# L1 A visa



## premalmehta1972 (Oct 12, 2009)

Dear Friends,

I had received the L1 A approval from USCIS on 7th Aug'09 and applied for the VISA on 3rd Sept'09 but after 2 interviews I was called again with last proof of my Indian Business since its inception ( 1999) and I again applied again on 10th Sept'09 and the visa officer took lots of documents from me including last 10 years IT papers of Company, international contracts, magazines published by our company, photographs of events organised by company etc etc etc

I was told to wait for some time and then called again and informed that the officer wants to review the documents and they would send me email.

When I asked her how much time she said with in 2 weeks.

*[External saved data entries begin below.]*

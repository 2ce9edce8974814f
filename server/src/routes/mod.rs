//! Router assembly.
//!
//! SYSTEM CONTEXT
//! ==============
//! The host only serves the frontend: the Leptos shell at `/`, the compiled
//! bundle under `/pkg`, other static assets from the site root, and a
//! health probe. All data calls go from the browser straight to the
//! learning backend.


use std::path::PathBuf;

use axum::Router;
use axum::http::StatusCode;
use axum::routing::get;
use leptos::prelude::*;
use leptos_axum::{LeptosRoutes, generate_route_list};
use tower_http::compression::CompressionLayer;
use tower_http::services::ServeDir;
use tower_http::trace::TraceLayer;

use crate::config::ConfigError;

fn base_routes() -> Router {
    Router::new().route("/healthz", get(healthz))
}

/// Leptos SSR frontend plus static assets and the health probe.
///
/// # Errors
///
/// Returns an error if the Leptos configuration cannot be loaded (missing or
/// malformed `[[workspace.metadata.leptos]]` section).
pub fn app() -> Result<Router, ConfigError> {
    let conf = get_configuration(None).map_err(|e| ConfigError::Leptos(e.to_string()))?;
    let leptos_options = conf.leptos_options;
    let routes = generate_route_list(client::app::App);
    let site_root = PathBuf::from(leptos_options.site_root.as_ref());

    let leptos_router = Router::new()
        .leptos_routes(&leptos_options, routes, {
            let opts = leptos_options.clone();
            move || client::app::shell(opts.clone())
        })
        .with_state(leptos_options);

    Ok(base_routes()
        .merge(leptos_router)
        .nest_service("/pkg", ServeDir::new(site_root.join("pkg")))
        .fallback_service(ServeDir::new(site_root))
        .layer(CompressionLayer::new())
        .layer(TraceLayer::new_for_http()))
}

async fn healthz() -> StatusCode {
    StatusCode::OK
}
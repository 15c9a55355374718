//! Decision sampler for the simulation loop.

use rand::SeedableRng;
use rand_chacha::ChaCha8Rng;

use crate::config::{ActionWeights, PageWeights, SimulationConfig};
use crate::error::ValidationError;
use crate::model::{PageId, UserId};
use crate::sampling::{RankLaw, WeightedCategorical};

/// What a simulated user does in a steady-state step.
#[derive(Debug, Clone, Copy, PartialEq, Eq, Hash)]
pub enum Action {
    PostItem,
    PostVoteEvent,
}

impl Action {
    /// Every action, in weight order.
    pub const ALL: [Self; 2] = [Self::PostItem, Self::PostVoteEvent];
}

/// Draws every random decision the engine makes.
///
/// Draws are independent of one another. A fixed seed reproduces the same
/// decision sequence.
#[derive(Debug, Clone)]
pub struct Sampler {
    rng: ChaCha8Rng,
    seed: u64,
    actions: WeightedCategorical,
    pages: WeightedCategorical,
    // Consecutive snapshots usually have the same length.
    rank_law: Option<RankLaw>,
    uniform_users: Option<WeightedCategorical>,
}

impl Sampler {
    /// Creates a sampler with explicit weights.
    ///
    /// # Errors
    ///
    /// Returns `ValidationError::InvalidWeights` if either weight vector is
    /// unusable.
    pub fn new(
        action_weights: &ActionWeights,
        page_weights: &PageWeights,
        seed: u64,
    ) -> Result<Self, ValidationError> {
        Ok(Self {
            rng: ChaCha8Rng::seed_from_u64(seed),
            seed,
            actions: WeightedCategorical::new(&action_weights.as_array())?,
            pages: WeightedCategorical::new(&page_weights.as_array())?,
            rank_law: None,
            uniform_users: None,
        })
    }

    /// Creates a sampler from a run configuration, drawing a seed from
    /// entropy if none is configured.
    pub fn from_config(config: &SimulationConfig) -> Result<Self, ValidationError> {
        let seed = config.rng_seed.unwrap_or_else(rand::random);
        Self::new(&config.action_weights, &config.page_weights, seed)
    }

    /// The seed this sampler was created with.
    #[must_use]
    pub const fn seed(&self) -> u64 {
        self.seed
    }

    pub fn choose_action(&mut self) -> Action {
        Action::ALL[self.actions.sample(&mut self.rng)]
    }

    /// Draws a 1-based rank on a page of `n_ranks` entries, biased toward
    /// the top of the page.
    ///
    /// # Errors
    ///
    /// Returns `ValidationError::InvalidInput` if `n_ranks` is zero or does
    /// not fit a `u32`.
    pub fn choose_rank(&mut self, n_ranks: usize) -> Result<u32, ValidationError> {
        let n = u32::try_from(n_ranks).map_err(|_| {
            ValidationError::invalid_input(format!("n_ranks {n_ranks} exceeds u32::MAX"))
        })?;

        let law = match self.rank_law.take() {
            Some(law) if law.n_ranks() == n => law,
            _ => RankLaw::new(n)?,
        };
        let rank = law.sample(&mut self.rng);
        self.rank_law = Some(law);
        Ok(rank)
    }

    pub fn choose_page(&mut self) -> PageId {
        PageId::ALL[self.pages.sample(&mut self.rng)]
    }

    /// Picks a pool member uniformly at random.
    ///
    /// # Errors
    ///
    /// Returns `ValidationError::InvalidInput` if `pool` is empty.
    pub fn choose_user(&mut self, pool: &[u64]) -> Result<UserId, ValidationError> {
        if pool.is_empty() {
            return Err(ValidationError::invalid_input("user pool is empty"));
        }

        let dist = match self.uniform_users.take() {
            Some(dist) if dist.len() == pool.len() => dist,
            _ => WeightedCategorical::new(&vec![1.0; pool.len()])?,
        };
        let user = UserId::from_pool(pool[dist.sample(&mut self.rng)]);
        self.uniform_users = Some(dist);
        Ok(user)
    }
}
//! State owned by a running simulation.

use crate::error::ValidationError;
use crate::ids::{IdStream, ItemId, VoteEventId};

/// Ids confirmed so far and the users who may act.
#[derive(Debug, Clone, PartialEq, Eq)]
pub struct SimulationState {
    items: IdStream<ItemId>,
    vote_events: IdStream<VoteEventId>,
    user_pool: Vec<u64>,
}

impl SimulationState {
    /// Fresh state with no confirmed ids.
    #[must_use]
    pub fn new(user_pool: Vec<u64>) -> Self {
        Self {
            items: IdStream::new(),
            vote_events: IdStream::new(),
            user_pool,
        }
    }

    /// Item ids the service has accepted.
    #[must_use]
    pub const fn items(&self) -> &IdStream<ItemId> {
        &self.items
    }

    /// Vote-event ids the service has accepted.
    #[must_use]
    pub const fn vote_events(&self) -> &IdStream<VoteEventId> {
        &self.vote_events
    }

    /// Integer members of the user pool.
    #[must_use]
    pub fn user_pool(&self) -> &[u64] {
        &self.user_pool
    }

    pub(crate) fn record_item(&mut self, id: ItemId) -> Result<(), ValidationError> {
        self.items.record(id)
    }

    pub(crate) fn record_vote_event(&mut self, id: VoteEventId) -> Result<(), ValidationError> {
        self.vote_events.record(id)
    }
}
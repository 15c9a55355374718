//! In-memory gateway.
//!
//! Behaves like a minimal ranking service: it stores accepted items and
//! votes and ranks them on request. Tests can override a page's snapshot,
//! make a page return a malformed body, or reject upcoming submissions.

use std::collections::{HashMap, HashSet};
use std::sync::Mutex;

use crate::error::GatewayError;
use crate::gateway::Gateway;
use crate::ids::ItemId;
use crate::model::{Item, PageId, ScoredItem, VoteEvent};

/// Longest ranking the service returns for a page.
pub const MAX_RANKING_LEN: usize = 1500;

#[derive(Debug, Default)]
struct GatewayState {
    items: Vec<Item>,
    vote_events: Vec<VoteEvent>,
    upvotes: HashMap<ItemId, u64>,
    fixed_rankings: HashMap<PageId, Vec<ScoredItem>>,
    malformed_pages: HashSet<PageId>,
    reject_items: usize,
    reject_vote_events: usize,
    ranking_requests: usize,
}

impl GatewayState {
    #[allow(clippy::cast_precision_loss)]
    fn rank(&self, page: PageId) -> Vec<ScoredItem> {
        let mut items: Vec<&Item> = self.items.iter().collect();
        let votes = |item: &Item| self.upvotes.get(&item.item_id).copied().unwrap_or(0);

        // Newest first; vote-ranked pages fall back to recency on ties.
        items.sort_by(|a, b| {
            b.created_at
                .cmp(&a.created_at)
                .then(b.item_id.cmp(&a.item_id))
        });
        if page != PageId::Newest {
            items.sort_by_key(|item| std::cmp::Reverse(votes(*item)));
        }

        items
            .into_iter()
            .take(MAX_RANKING_LEN)
            .zip(1u32..)
            .map(|(item, rank)| ScoredItem {
                item_id: item.item_id,
                rank,
                page,
                score: match page {
                    PageId::Newest => 1.0 / rank as f32,
                    PageId::HackerNews | PageId::QualityNews => votes(item) as f32,
                },
            })
            .collect()
    }
}

fn lock_err() -> GatewayError {
    GatewayError::Transport {
        message: "poisoned lock: in-memory gateway".to_string(),
    }
}

fn rejected(what: &str) -> GatewayError {
    GatewayError::Status {
        code: 503,
        body: format!("{what} rejected by in-memory gateway"),
    }
}

/// A self-contained stand-in for the ranking service.
#[derive(Debug, Default)]
pub struct InMemoryGateway {
    state: Mutex<GatewayState>,
}

impl InMemoryGateway {
    #[must_use]
    pub fn new() -> Self {
        Self::default()
    }

    /// Rejects the next `n` item submissions.
    pub fn reject_next_items(&self, n: usize) {
        if let Ok(mut state) = self.state.lock() {
            state.reject_items += n;
        }
    }

    /// Rejects the next `n` vote-event submissions.
    pub fn reject_next_vote_events(&self, n: usize) {
        if let Ok(mut state) = self.state.lock() {
            state.reject_vote_events += n;
        }
    }

    /// Serves `snapshot` for `page` instead of ranking stored items.
    pub fn set_ranking(&self, page: PageId, snapshot: Vec<ScoredItem>) {
        if let Ok(mut state) = self.state.lock() {
            state.fixed_rankings.insert(page, snapshot);
        }
    }

    /// Makes `page` answer with a body that is not a sequence.
    pub fn set_malformed(&self, page: PageId) {
        if let Ok(mut state) = self.state.lock() {
            state.malformed_pages.insert(page);
        }
    }

    /// Items accepted so far, in submission order.
    #[must_use]
    pub fn items(&self) -> Vec<Item> {
        self.state
            .lock()
            .map(|s| s.items.clone())
            .unwrap_or_default()
    }

    /// Vote events accepted so far, in submission order.
    #[must_use]
    pub fn vote_events(&self) -> Vec<VoteEvent> {
        self.state
            .lock()
            .map(|s| s.vote_events.clone())
            .unwrap_or_default()
    }

    /// Number of ranking fetches served, including malformed ones.
    #[must_use]
    pub fn ranking_requests(&self) -> usize {
        self.state.lock().map(|s| s.ranking_requests).unwrap_or(0)
    }
}

impl Gateway for InMemoryGateway {
    async fn post_item(&self, item: &Item) -> Result<(), GatewayError> {
        let mut state = self.state.lock().map_err(|_| lock_err())?;
        if state.reject_items > 0 {
            state.reject_items -= 1;
            return Err(rejected("item"));
        }
        if state.items.iter().any(|i| i.item_id == item.item_id) {
            return Err(GatewayError::Status {
                code: 500,
                body: format!("duplicate item_id {}", item.item_id),
            });
        }
        state.items.push(item.clone());
        Ok(())
    }

    async fn post_vote_event(&self, vote_event: &VoteEvent) -> Result<(), GatewayError> {
        let mut state = self.state.lock().map_err(|_| lock_err())?;
        if state.reject_vote_events > 0 {
            state.reject_vote_events -= 1;
            return Err(rejected("vote event"));
        }
        if state
            .vote_events
            .iter()
            .any(|v| v.vote_event_id == vote_event.vote_event_id)
        {
            return Err(GatewayError::Status {
                code: 500,
                body: format!("duplicate vote_event_id {}", vote_event.vote_event_id),
            });
        }
        if vote_event.vote > 0 {
            *state.upvotes.entry(vote_event.item_id).or_default() += 1;
        }
        state.vote_events.push(vote_event.clone());
        Ok(())
    }

    async fn get_ranking(&self, page: PageId) -> Result<Vec<ScoredItem>, GatewayError> {
        let mut state = self.state.lock().map_err(|_| lock_err())?;
        state.ranking_requests += 1;
        if state.malformed_pages.contains(&page) {
            return Err(GatewayError::MalformedRanking {
                reason: "expected a JSON array, got an object".to_string(),
            });
        }
        if let Some(snapshot) = state.fixed_rankings.get(&page) {
            return Ok(snapshot.clone());
        }
        Ok(state.rank(page))
    }
}
//! Discrete distributions behind every simulated decision.
//!
//! All four decisions (action, rank, page, user) are drawn from one
//! primitive, [`WeightedCategorical`], parameterized differently.

mod categorical;
mod rank;
mod sampler;

pub use categorical::WeightedCategorical;
pub use rank::{harmonic, RankLaw};
pub use sampler::{Action, Sampler};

Today its more than 4 weeks and I m still waiting for their email.

Any one here can suggest what I can do???? I send them emails regarding this 3 times and haven't got any reply from them.


----------



## Fatbrit (May 8, 2008)

premalmehta1972 said:


> Any one here can suggest what I can do???? I send them emails regarding this 3 times and haven't got any reply from them.

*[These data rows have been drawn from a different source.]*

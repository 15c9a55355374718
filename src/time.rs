//! Wall-clock timestamps for generated events.
//!
//! The ranking service stores `created_at` as milliseconds since the
//! Unix epoch, so every item and vote event carries a [`Timestamp`]
//! in that unit.

use std::fmt;

use chrono::{DateTime, TimeZone, Utc};
use serde::{Deserialize, Serialize};

/// Milliseconds since the Unix epoch.
///
/// # Examples
///
/// ```
/// use ranksim::Timestamp;
///
/// let t = Timestamp::from_millis(1_700_000_000_000);
/// assert_eq!(t.as_millis(), 1_700_000_000_000);
/// assert!(Timestamp::now() > t);
/// ```
#[derive(Debug, Clone, Copy, PartialEq, Eq, PartialOrd, Ord, Hash, Serialize, Deserialize)]
#[serde(transparent)]
pub struct Timestamp(i64);

impl Timestamp {
    /// The current wall-clock time.
    #[must_use]
    pub fn now() -> Self {
        Self(Utc::now().timestamp_millis())
    }

    #[must_use]
    pub const fn from_millis(millis: i64) -> Self {
        Self(millis)
    }

    #[must_use]
    pub const fn as_millis(self) -> i64 {
        self.0
    }

    /// Converts to a chrono datetime, if the value is representable.
    #[must_use]
    pub fn to_datetime(self) -> Option<DateTime<Utc>> {
        Utc.timestamp_millis_opt(self.0).single()
    }
}

impl From<DateTime<Utc>> for Timestamp {
    fn from(dt: DateTime<Utc>) -> Self {
        Self(dt.timestamp_millis())
    }
}

impl fmt::Display for Timestamp {
    fn fmt(&self, f: &mut fmt::Formatter<'_>) -> fmt::Result {
        match self.to_datetime() {
            Some(dt) => write!(f, "{}", dt.to_rfc3339()),
            None => write!(f, "{}ms", self.0),
        }
    }
}
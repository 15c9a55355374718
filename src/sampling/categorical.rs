//! Weighted categorical distribution.

use rand::Rng;

use crate::error::ValidationError;

/// A discrete distribution over `0..len`, sampled by inverting its
/// cumulative distribution function.
///
/// Weights need not sum to one; they are normalized on construction.
/// Zero weights are allowed and are never drawn.
///
/// # Examples
///
/// ```
/// use rand::SeedableRng;
/// use rand_chacha::ChaCha8Rng;
/// use ranksim::sampling::WeightedCategorical;
///
/// let dist = WeightedCategorical::new(&[1.0, 3.0]).unwrap();
/// assert!((dist.probability(1) - 0.75).abs() < 1e-12);
///
/// let mut rng = ChaCha8Rng::seed_from_u64(7);
/// assert!(dist.sample(&mut rng) < 2);
/// ```
#[derive(Debug, Clone, PartialEq)]
pub struct WeightedCategorical {
    cumulative: Vec<f64>,
}

impl WeightedCategorical {
    /// Builds the distribution from raw weights.
    ///
    /// # Errors
    ///
    /// Returns `ValidationError::InvalidWeights` if `weights` is empty,
    /// contains a negative or non-finite value, or sums to zero.
    pub fn new(weights: &[f64]) -> Result<Self, ValidationError> {
        if weights.is_empty() {
            return Err(ValidationError::InvalidWeights {
                reason: "at least one weight is required".to_string(),
            });
        }
        if let Some(bad) = weights.iter().find(|w| !w.is_finite() || **w < 0.0) {
            return Err(ValidationError::InvalidWeights {
                reason: format!("weights must be finite and non-negative, got {bad}"),
            });
        }

        let total: f64 = weights.iter().sum();
        if total <= 0.0 {
            return Err(ValidationError::InvalidWeights {
                reason: "weights must not all be zero".to_string(),
            });
        }

        let mut running = 0.0;
        let mut cumulative: Vec<f64> = weights
            .iter()
            .map(|w| {
                running += w / total;
                running
            })
            .collect();

        // Rounding can leave the tail a hair below 1.0, which would make the
        // last category unreachable for draws close to 1.
        if let Some(last) = cumulative.last_mut() {
            *last = 1.0;
        }

        Ok(Self { cumulative })
    }

    /// Number of categories.
    #[must_use]
    pub fn len(&self) -> usize {
        self.cumulative.len()
    }

    #[must_use]
    pub fn is_empty(&self) -> bool {
        self.cumulative.is_empty()
    }

    /// Normalized probability of category `index`, or 0 when out of range.
    #[must_use]
    pub fn probability(&self, index: usize) -> f64 {
        match index {
            i if i >= self.cumulative.len() => 0.0,
            0 => self.cumulative[0],
            i => self.cumulative[i] - self.cumulative[i - 1],
        }
    }

    /// Draws a category index.
    pub fn sample<R: Rng + ?Sized>(&self, rng: &mut R) -> usize {
        let u: f64 = rng.gen();
        let idx = self.cumulative.partition_point(|&c| c <= u);
        idx.min(self.cumulative.len() - 1)
    }
}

Did you use an attorney? This is one of those places where you need one.


----------



## premalmehta1972 (Oct 12, 2009)

I haven't seen attorney but can an attorney be help ful if the case is gone in review??? Will it expidite the matter????


----------



## Fatbrit (May 8, 2008)

premalmehta1972 said:


> I haven't seen attorney but can an attorney be help ful if the case is gone in review??? Will it expidite the matter????


Attorneys have paths to consular officials that us mere mortals don't have. No knowing whether they will expedite the matter, though.

Also, seen a lot of reports recently about them being very picky over L1 applications.


----------



## premalmehta1972 (Oct 12, 2009)

*Thanks*



Fatbrit said:


> Attorneys have paths to consular officials that us mere mortals don't have. No knowing whether they will expedite the matter, though.
> 
> Also, seen a lot of reports recently about them being very picky over L1 applications.


I would consult my attorney today itself and tell him to take appropriate action on my problem. 

They don't have any reason to reject my application as we fulfill 100 % requirements of L1 A visa and approval has come from USCIS, more over I have submitted each document they had requested during the interview.

But I fear they may still find out some reason for the rejection if they want to.


----------